The “How to Grow” Part (Spoiler: It’s Not a Hack)
This is the part that keeps me up at night.
All that growth. 1.2 million users. Organically.
His “marketing” was just... having a product that was genuinely, deeply valuable to a specific group of people (in this case, millions of students who didn’t have fancy computers).
The word-of-mouth wasn’t a “strategy” he implemented; it was a consequence of the product’s value.
The product was so useful, people had to tell their friends.
The Part Where I Learn Some Lessons
Gokul is very open about what he learned, which is nice of him, because it’s basically a checklist of all my current flaws.
1. Validate for ROI, not just for fun.
He admits he spent a lot of time building features just because a few users asked. It grew the user base, but not the revenue. If he did it over, he’d be obsessed with ROI (Return on Investment) from the start.
2. Solve real problems.
JDoodle was one of at least 10 ideas he validated.

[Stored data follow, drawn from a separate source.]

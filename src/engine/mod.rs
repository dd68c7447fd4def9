pub mod control;
pub mod http_client;
pub mod io_bridge;
pub mod pool;
pub mod scenario;
pub mod scheduler;
pub mod state;
pub mod transport;

use std::sync::Arc;
use std::thread;
use std::time::Duration;

use tracing::{error, info, warn};

use crate::error::ConfigError;
use crate::stats::report::{Outcome, RunReport};
use crate::stats::{builtin, MetricKind, MetricSample, MetricSink, Tags};
use crate::threshold::{ThresholdEvaluator, ThresholdSpec};
use crate::utils::format_duration;

pub use control::{ControlCommand, EngineHandle};
pub use pool::VuPool;
pub use scenario::{Checks, Scenario, ScenarioRunner, VuContext, VuOptions};
pub use scheduler::{Stage, StageScheduler};
pub use state::{RunState, RunStatus};
pub use transport::{HttpResponse, Transport};

pub const DEFAULT_GRACEFUL_STOP: Duration = Duration::from_secs(30);
pub const DEFAULT_STACK_SIZE: usize = 256 * 1024;
pub const DEFAULT_TICK_INTERVAL: Duration = Duration::from_millis(100);
pub const DEFAULT_THRESHOLD_INTERVAL: Duration = Duration::from_secs(1);

#[derive(Debug, Clone)]
pub struct EngineOptions {
    pub stages: Vec<Stage>,
    pub thresholds: Vec<ThresholdSpec>,
    /// Stop the run after this long regardless of stages.
    pub timeout: Option<Duration>,
    /// How long in-flight iterations get to finish at shutdown.
    pub graceful_stop: Duration,
    pub stack_size: usize,
    pub tick_interval: Duration,
    pub threshold_interval: Duration,
    pub vu: VuOptions,
}

impl EngineOptions {
    pub fn new(stages: Vec<Stage>) -> Self {
        Self {
            stages,
            thresholds: Vec::new(),
            timeout: None,
            graceful_stop: DEFAULT_GRACEFUL_STOP,
            stack_size: DEFAULT_STACK_SIZE,
            tick_interval: DEFAULT_TICK_INTERVAL,
            threshold_interval: DEFAULT_THRESHOLD_INTERVAL,
            vu: VuOptions::default(),
        }
    }
}

/// Owns one run: scheduler, pool, evaluator and sink.
pub struct Engine {
    scheduler: Arc<StageScheduler>,
    evaluator: Arc<ThresholdEvaluator>,
    sink: Arc<MetricSink>,
    state: Arc<RunState>,
    runner: Arc<ScenarioRunner>,
    timeout: Option<Duration>,
    graceful_stop: Duration,
    stack_size: usize,
    tick_interval: Duration,
    threshold_interval: Duration,
}

fn require_positive(value: Duration, context: &str) -> Result<Duration, ConfigError> {
    if value.is_zero() {
        Err(ConfigError::InvalidDuration {
            value: format_duration(value),
            context: context.to_string(),
        })
    } else {
        Ok(value)
    }
}

impl Engine {
    /// Validate the configuration. Nothing runs until [`Engine::run`].
    pub fn new(
        options: EngineOptions,
        scenario: Arc<dyn Scenario>,
        transport: Arc<dyn Transport>,
    ) -> Result<Self, ConfigError> {
        let scheduler = StageScheduler::new(options.stages)?;
        let tick_interval = require_positive(options.tick_interval, "tickInterval")?;
        let threshold_interval = require_positive(options.threshold_interval, "thresholdInterval")?;
        if let Some(timeout) = options.timeout {
            require_positive(timeout, "timeout")?;
        }

        let sink = Arc::new(MetricSink::new());
        let runner = Arc::new(ScenarioRunner::new(
            scenario,
            sink.clone(),
            transport,
            options.vu,
        ));

        Ok(Self {
            scheduler: Arc::new(scheduler),
            evaluator: Arc::new(ThresholdEvaluator::new(options.thresholds)),
            sink,
            state: Arc::new(RunState::new()),
            runner,
            timeout: options.timeout,
            graceful_stop: options.graceful_stop,
            stack_size: options.stack_size,
            tick_interval,
            threshold_interval,
        })
    }

    pub fn handle(&self) -> EngineHandle {
        EngineHandle::new(self.state.clone())
    }

    pub fn sink(&self) -> &Arc<MetricSink> {
        &self.sink
    }

    fn record_vus(&self) {
        let sample = MetricSample::new(
            builtin::VUS,
            MetricKind::Gauge,
            self.state.active_vus() as f64,
            Tags::new(),
        );
        if let Err(e) = self.sink.record(sample) {
            warn!(error = %e, "Dropped vus sample");
        }
    }

    /// Drive the run to one of its exit conditions and produce the report.
    pub fn run(self) -> std::io::Result<RunReport> {
        let state = &self.state;
        state.start();
        info!(
            stages = self.scheduler.stages().len(),
            duration = %format_duration(self.scheduler.total_duration()),
            max_vus = self.scheduler.max_target(),
            thresholds = self.evaluator.specs().len(),
            "Starting run"
        );

        let scheduler_thread = self.scheduler.spawn(state.clone(), self.tick_interval)?;
        let evaluator_thread =
            self.evaluator
                .spawn(self.sink.clone(), state.clone(), self.threshold_interval)?;
        let mut pool = VuPool::new(self.runner.clone(), state.clone(), self.stack_size);
        let final_target = self.scheduler.final_target();

        let mut outcome = 'main_loop: loop {
            if state.is_aborted() {
                break 'main_loop Outcome::Aborted;
            }
            if state.is_cancelled() {
                break 'main_loop Outcome::Cancelled;
            }
            if self.timeout.is_some_and(|limit| state.elapsed() >= limit) {
                state.mark_timed_out();
                info!("Run timeout reached");
                break 'main_loop Outcome::TimedOut;
            }

            if let Err(e) = pool.scale_to(state.target()) {
                error!(error = %e, target = state.target(), "Failed to spawn VU");
            }
            self.record_vus();

            if state.stages_completed() && pool.len() == final_target {
                break 'main_loop Outcome::Completed;
            }
            thread::sleep(self.tick_interval);
        };

        // Shutdown: no new iterations, finish in-flight ones.
        state.begin_drain();
        pool.revoke_all();
        let remaining = pool.wait_drained(self.graceful_stop);
        if remaining > 0 {
            warn!(
                remaining,
                graceful_stop = %format_duration(self.graceful_stop),
                "Some VUs did not finish in time"
            );
        }
        self.record_vus();

        if scheduler_thread.join().is_err() {
            error!("Stage scheduler thread panicked");
        }
        if evaluator_thread.join().is_err() {
            error!("Threshold evaluator thread panicked");
        }
        // An abort that landed while the loop was exiting still wins.
        if outcome == Outcome::Completed && state.is_aborted() {
            outcome = Outcome::Aborted;
        }

        let duration = state.elapsed();
        let results = self.evaluator.evaluate(&self.sink, duration);
        for failed in results.iter().filter(|r| r.failed()) {
            warn!(metric = %failed.metric, threshold = %failed.expression, "Threshold failed");
        }
        state.finish();

        let abort_reason = match outcome {
            Outcome::Aborted => state.abort_reason().map(str::to_string),
            _ => None,
        };
        info!(outcome = %outcome, duration = %format_duration(duration), "Run finished");
        Ok(RunReport::build(
            outcome,
            abort_reason,
            duration,
            &self.sink,
            results,
        ))
    }
}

The other nine just... weren’t real problems. He tested and proved they were bad ideas before going too far.
3. Don’t lose your “hands-on” skills.
Gokul started as a developer, became an architect, and is now a CEO. But he never stopped coding. He says that deep technical knowledge is his single biggest advantage.
What Happens Now
Gokul’s goal is now 500 million users and 8-figure revenue with his new JDoodle.ai platform.
And I’m... just going to be here, I guess. Staring into the middle distance. Wondering why I’ve spent so much time planning to do things instead of just spending $20 and doing one of them.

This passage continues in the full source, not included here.